L’article 19 de la loi stipule que les miliciens du Bassidj sont tenus de « promouvoir la vertu et prévenir le vice » verbalement.

La loi légalise les harcèlements des miliciens qui patrouillent souvent dans les rues pour faire respecter les codes de l’inquisition conformément aux lois misogynes des mollahs.

La nouvelle loi renforce la tâche des patrouilles souvent dans les rues, et arrêtent les voitures pour interroger les couples sur leurs relations, au grand ressentiment des Iraniens.

En outre, conformément à l’article 20 du projet de loi, il exige que toutes les fonctions exécutives, les institutions, les entreprises privées et les centres de service public se plient à cette loi.

La loi a été approuvée par une majorité de 237 députés, seuls 12 voix s’y sont opposées.

La nouvelle loi intervient tandis que les Iraniens continuent de protester contre la récente vague d’agressions à l’acide menées par des bandes liées au pouvoir.

Les attaques à l’acide ont gravement brûlé et défiguré de nombreuses jeunes femmes – quelques-unes ont perdu la vue et au moins une personne aurait été tué – ont commencé après que le Parlement des mollahs ait commencé à examiner ce projet de loi habilitant les miliciens.

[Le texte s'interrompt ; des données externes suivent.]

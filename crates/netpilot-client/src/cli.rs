use std::net::IpAddr;
use std::path::PathBuf;

use anyhow::{bail, Result};
use clap::{Args, Parser, Subcommand, ValueEnum};
use netpilot_core::{DnsOverride, NetworkType, ProxyInfo, UidRule};
use serde_json::{json, Value};

use crate::{ClientConfig, DaemonClient};

#[derive(Parser, Debug)]
#[command(
    name = "netpilotctl",
    author,
    version,
    about = "Query and steer the netpilotd connectivity daemon"
)]
pub struct Cli {
    /// Daemon socket path
    #[arg(long, global = true, env = "NETPILOTD_SOCKET")]
    pub socket: Option<PathBuf>,

    /// Output format for command responses
    #[arg(
        long = "output",
        value_enum,
        default_value_t = OutputFormat::Text,
        global = true
    )]
    pub output_format: OutputFormat,

    #[command(subcommand)]
    pub command: Commands,
}

#[derive(Clone, Copy, Debug, ValueEnum)]
pub enum OutputFormat {
    Json,
    Text,
}

#[derive(Subcommand, Debug)]
pub enum Commands {
    /// Daemon liveness
    Health,
    /// Daemon and protocol versions
    Version,
    /// Controller state and the current default network
    Status,
    /// Full controller snapshot
    Snapshot,
    #[command(subcommand)]
    Network(NetworkCommand),
    #[command(subcommand)]
    Preference(PreferenceCommand),
    #[command(subcommand)]
    Feature(FeatureCommand),
    /// Ask for a host route through a network type
    RouteToHost(RouteToHostArgs),
    #[command(subcommand)]
    Data(DataCommand),
    #[command(subcommand)]
    Wakelock(WakelockCommand),
    #[command(subcommand)]
    Radio(RadioCommand),
    #[command(subcommand)]
    Proxy(ProxyCommand),
    #[command(subcommand)]
    UidRule(UidRuleCommand),
    #[command(subcommand)]
    Fmc(FmcCommand),
    /// Make a network type the default
    Switch(NetworkTypeArgs),
    #[command(subcommand)]
    Dns(DnsCommand),
    /// Re-read settings.json
    ReloadSettings,
    /// Report that a process exited so its requests are released
    ProcessDied(ProcessDiedArgs),
    /// Recently published broadcasts, oldest first
    Broadcasts(BroadcastsArgs),
    /// Kernel routing table as netlink reports it
    KernelRoutes,
    #[command(subcommand)]
    Logging(LoggingCommand),
}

Lors d’une conférence dans le nord de Paris, à Auvers-sur-Oise, le 8 novembre, Maryam Radjavi, la Présidente élue du Conseil national de la Résistance iranienne, passant en revue le méprisable dossier des droits humains du régime iranien sous la présidence de Hassan Rohani, y compris la vague d’attaques à l’acide contre les femmes, a déclaré que cette dictature ne peut survivre sans exécuter la jeunesse et réprimer les femmes parce qu’elle est très fragile et craint un soulèvement populaire.

Mme Radjavi a rappelé que de silence de la communauté internationale sur la montée des exactions en Iran et l’exportation d’une terreur massive dans la région dans le but d’amadouer les mollahs pour obtenir un accord nucléaire, ne fait qu’encourager la tyrannie à poursuivre ses crimes.